导语:
11 月 14 日,全球安全圈仍被 Okta 会话泄露与 FortiOS SSL-VPN 零日笼罩,同时英国 NCSC 发布《AI-Enhanced Phishing》指南,微软/Google/CrowdStrike 宣布自治紫队合作框架。攻击者用 LLM + 深伪自动化钓鱼、防守方则以 Copilot + Purple Team 持续演练,零信任的本质被重新定义为“身份 + 会话 + 算力治理”。
1. Okta 旧 Session 事件
- 2019 前创建的 Support Portal 会话未绑定设备指纹,被恶意浏览器扩展窃取后在暗网售卖;攻击者凭此访问客户后台、重置 MFA、下载 SAML 元数据。
- Okta 已强制失效旧会话、启用 Token Binding、要求客户开启硬件密钥、浏览器完整性检测。
2. FortiOS CVE-2025-44701
- APT 组织通过 AI 生成多版本混淆载荷,将恶意数据写入 TLS ClientHello 触发堆溢出,植入内存驻留模块“RogueBeacon”,再使用 AnyDesk/ScreenConnect 持久化。
- Fortinet 提供补丁并建议启用客户端证书、地理限制、日志镜像与闲置账号清理。
3. AI Phishing + BEC
- NCSC 报告显示攻击者在 Teams/Zoom/Meet 中实时扮演 CFO/供应商,甚至模拟背景噪音以提升可信度;语音/视频脚本由 LLM 自动生成并实时翻译。
- 建议对视频会议启用“回拨确认 + 声纹识别 + 会话水印”,并在邮件/IM 中部署语言模型异常检测。
4. 自治紫队框架
- 微软 Security Copilot、Google Chronicle、CrowdStrike Charlotte AI 联合开放 API,让企业可自动运行 MITRE 场景、生成检测指标、推送补救计划;结果直接写入 CMDB、GRC、SIEM。
5. 企业策略
- 身份与会话治理:对所有 SaaS/VPN 启用硬件密钥、FIDO2、Token Binding、浏览器完整性检测;限制扩展读取 Cookies。
- AI 滥用检测:部署语音/视频水印、声纹、行为分析;训练团队识别 AI BEC,并引入延迟支付与双人确认。
- 自治紫队常态化:利用 Copilot/Chronicle/Cortex 自动运行红队脚本、记录检测时间、输出整改任务。

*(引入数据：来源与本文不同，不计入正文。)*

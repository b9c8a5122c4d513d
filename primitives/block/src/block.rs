use lagoon_keys::PublicKey;
use lagoon_macros::fixed_byte_array;
use lagoon_serial::{
    Deserialize, DeserializeWithLength, ReadBytesExt, Serialize, SerializeWithLength,
    SerializingError, WriteBytesExt,
};
use lagoon_transaction::Transaction;

use crate::{BlockId, MicroBlock};

pub const MAX_FEATURE_VOTES: usize = 64;
pub const MAX_TRANSACTIONS_PER_BLOCK: usize = 65_535;

fixed_byte_array!(GenSignature, 32);

/// The proof-of-stake lottery parameters the generator committed to.
#[derive(Clone, Debug, Default, PartialEq, Eq)]
pub struct NxtConsensus {
    pub base_target: u64,
    pub generation_signature: GenSignature,
}

impl Serialize for NxtConsensus {
    fn serialize<W: WriteBytesExt>(&self, writer: &mut W) -> Result<usize, SerializingError> {
        Ok(self.base_target.serialize(writer)? + self.generation_signature.serialize(writer)?)
    }

    fn serialized_size(&self) -> usize {
        8 + GenSignature::SIZE
    }
}

impl Deserialize for NxtConsensus {
    fn deserialize<R: ReadBytesExt>(reader: &mut R) -> Result<Self, SerializingError> {
        Ok(NxtConsensus {
            base_target: Deserialize::deserialize(reader)?,
            generation_signature: Deserialize::deserialize(reader)?,
        })
    }
}

#[derive(Clone, Debug, PartialEq, Eq)]
pub struct BlockHeader {
    pub version: u8,
    pub timestamp: u64,
    pub parent: BlockId,
    pub generator: PublicKey,
    pub consensus: NxtConsensus,
    /// Protocol features this generator votes to activate.
    pub features: Vec<i16>,
    pub reward_vote: i64,
    pub signature: BlockId,
}

impl Serialize for BlockHeader {
    fn serialize<W: WriteBytesExt>(&self, writer: &mut W) -> Result<usize, SerializingError> {
        let mut size = self.version.serialize(writer)?;
        size += self.timestamp.serialize(writer)?;
        size += self.parent.serialize(writer)?;
        size += self.generator.serialize(writer)?;
        size += self.consensus.serialize(writer)?;
        size += SerializeWithLength::serialize::<u32, W>(&self.features, writer)?;
        size += self.reward_vote.serialize(writer)?;
        size += self.signature.serialize(writer)?;
        Ok(size)
    }

    fn serialized_size(&self) -> usize {
        1 + 8
            + self.parent.serialized_size()
            + self.generator.serialized_size()
            + self.consensus.serialized_size()
            + 4
            + 2 * self.features.len()
            + 8
            + self.signature.serialized_size()
    }
}

impl Deserialize for BlockHeader {
    fn deserialize<R: ReadBytesExt>(reader: &mut R) -> Result<Self, SerializingError> {
        Ok(BlockHeader {
            version: Deserialize::deserialize(reader)?,
            timestamp: Deserialize::deserialize(reader)?,
            parent: Deserialize::deserialize(reader)?,
            generator: Deserialize::deserialize(reader)?,
            consensus: Deserialize::deserialize(reader)?,
            features: DeserializeWithLength::deserialize_with_limit::<u32, R>(
                reader,
                Some(MAX_FEATURE_VOTES),
            )?,
            reward_vote: Deserialize::deserialize(reader)?,
            signature: Deserialize::deserialize(reader)?,
        })
    }
}

/// An applied or applicable unit of the chain. A key block as produced by a
/// generator carries its initial transactions; a liquid block additionally
/// carries everything accumulated from micro blocks.
#[derive(Clone, Debug, PartialEq, Eq)]
pub struct Block {
    pub header: BlockHeader,
    pub transactions: Vec<Transaction>,
}

impl Block {
    pub fn id(&self) -> &BlockId {
        &self.header.signature
    }

    pub fn parent(&self) -> &BlockId {
        &self.header.parent
    }

    pub fn timestamp(&self) -> u64 {
        self.header.timestamp
    }

    pub fn transaction_count(&self) -> usize {
        self.transactions.len()
    }

    /// Fuses this key block with micro blocks that extend it into the
    /// equivalent standalone block: the header is kept, the transactions are
    /// concatenated in announcement order, and the signature becomes the
    /// last announced one. The caller guarantees the micros form a chain
    /// rooted at this block; the updated signature is authoritative by
    /// protocol, so nothing is re-derived.
    pub fn extend_with_micros(&self, micros: &[MicroBlock]) -> Block {
        let mut transactions = self.transactions.clone();
        let mut signature = self.header.signature.clone();
        for micro in micros {
            transactions.extend_from_slice(&micro.transactions);
            signature = micro.updated_signature.clone();
        }
        Block {
            header: BlockHeader {
                signature,
                ..self.header.clone()
            },
            transactions,
        }
    }
}

impl Serialize for Block {
    fn serialize<W: WriteBytesExt>(&self, writer: &mut W) -> Result<usize, SerializingError> {
        let mut size = self.header.serialize(writer)?;
        size += SerializeWithLength::serialize::<u32, W>(&self.transactions, writer)?;
        Ok(size)
    }

    fn serialized_size(&self) -> usize {
        self.header.serialized_size()
            + SerializeWithLength::serialized_size::<u32>(&self.transactions)
    }
}

impl Deserialize for Block {
    fn deserialize<R: ReadBytesExt>(reader: &mut R) -> Result<Self, SerializingError> {
        Ok(Block {
            header: Deserialize::deserialize(reader)?,
            transactions: DeserializeWithLength::deserialize_with_limit::<u32, R>(
                reader,
                Some(MAX_TRANSACTIONS_PER_BLOCK),
            )?,
        })
    }
}

#[cfg(test)]
mod tests {
    use lagoon_keys::{Address, Signature};
    use lagoon_transaction::{Genesis, Transaction};

    use super::*;

    fn payment_like(tag: u8) -> Transaction {
        Transaction::Genesis(Genesis {
            version: 1,
            timestamp: tag as u64,
            recipient: Address::from_public_key(b'T', &PublicKey::from([tag; 32])),
            amount: 10,
            signature: Signature::from([tag; 64]),
        })
    }

    fn key_block(tag: u8) -> Block {
        Block {
            header: BlockHeader {
                version: 5,
                timestamp: 1_600_000_000_000,
                parent: BlockId::from([0u8; 64]),
                generator: PublicKey::from([8u8; 32]),
                consensus: NxtConsensus {
                    base_target: 1_000,
                    generation_signature: GenSignature::from([3u8; 32]),
                },
                features: vec![14, 15],
                reward_vote: -1,
                signature: BlockId::from([tag; 64]),
            },
            transactions: vec![payment_like(1)],
        }
    }

    fn micro(reference: &BlockId, updated: u8, txs: Vec<Transaction>) -> MicroBlock {
        MicroBlock {
            version: 5,
            reference: reference.clone(),
            updated_signature: BlockId::from([updated; 64]),
            transactions: txs,
            sender: PublicKey::from([8u8; 32]),
            signature: Signature::from([updated; 64]),
        }
    }

    #[test]
    fn block_roundtrip() {
        let block = key_block(7);
        let encoded = block.serialize_to_vec();
        assert_eq!(encoded.len(), block.serialized_size());
        assert_eq!(Block::deserialize_from_vec(&encoded).unwrap(), block);
    }

    #[test]
    fn synthesis_concatenates_in_order() {
        let key = key_block(7);
        let m1 = micro(key.id(), 20, vec![payment_like(2), payment_like(3)]);
        let m2 = micro(&m1.updated_signature, 30, vec![payment_like(4)]);

        let liquid = key.extend_with_micros(&[m1, m2]);
        assert_eq!(liquid.id(), &BlockId::from([30u8; 64]));
        assert_eq!(liquid.parent(), key.parent());
        assert_eq!(
            liquid
                .transactions
                .iter()
                .map(Transaction::timestamp)
                .collect::<Vec<_>>(),
            vec![1, 2, 3, 4]
        );
        // Everything but the transactions and the signature is the key
        // block's.
        assert_eq!(liquid.header.generator, key.header.generator);
        assert_eq!(liquid.header.consensus, key.header.consensus);
    }

    #[test]
    fn synthesis_without_micros_is_identity() {
        let key = key_block(7);
        assert_eq!(key.extend_with_micros(&[]), key);
    }

    #[test]
    fn synthesis_is_deterministic() {
        let key = key_block(7);
        let m1 = micro(key.id(), 20, vec![payment_like(2)]);
        let a = key.extend_with_micros(std::slice::from_ref(&m1));
        let b = key.extend_with_micros(std::slice::from_ref(&m1));
        assert_eq!(a.serialize_to_vec(), b.serialize_to_vec());
    }
}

- 供应链问责:在合同中写入 SBOM、日志访问、漏洞披露条款,满足 CRA/NIS2 的抽检要求。
行动清单
- 清理历史 Okta 会话,启用设备指纹、硬件密钥、扩展黑名单。
- 为 FortiOS/Citrix/Palo Alto 等边界设备部署补丁、客户端证书与 IP 白名单。
- 搭建自治紫队流水线,每周运行至少一个 MITRE 场景并记录 MTTR。
- 针对财务、法务、供应链开展 AI BEC 实战演练,完善延迟支付与二次确认机制。
结语
攻防双方都获得了算力增幅,零信任的焦点已经从“身份”扩展到“会话 + 工具 + 算力”。把身份治理、AI 滥用检测、紫队自动化和供应链责任合成强制流程,才能在漫长的算力攻防中保持韧性。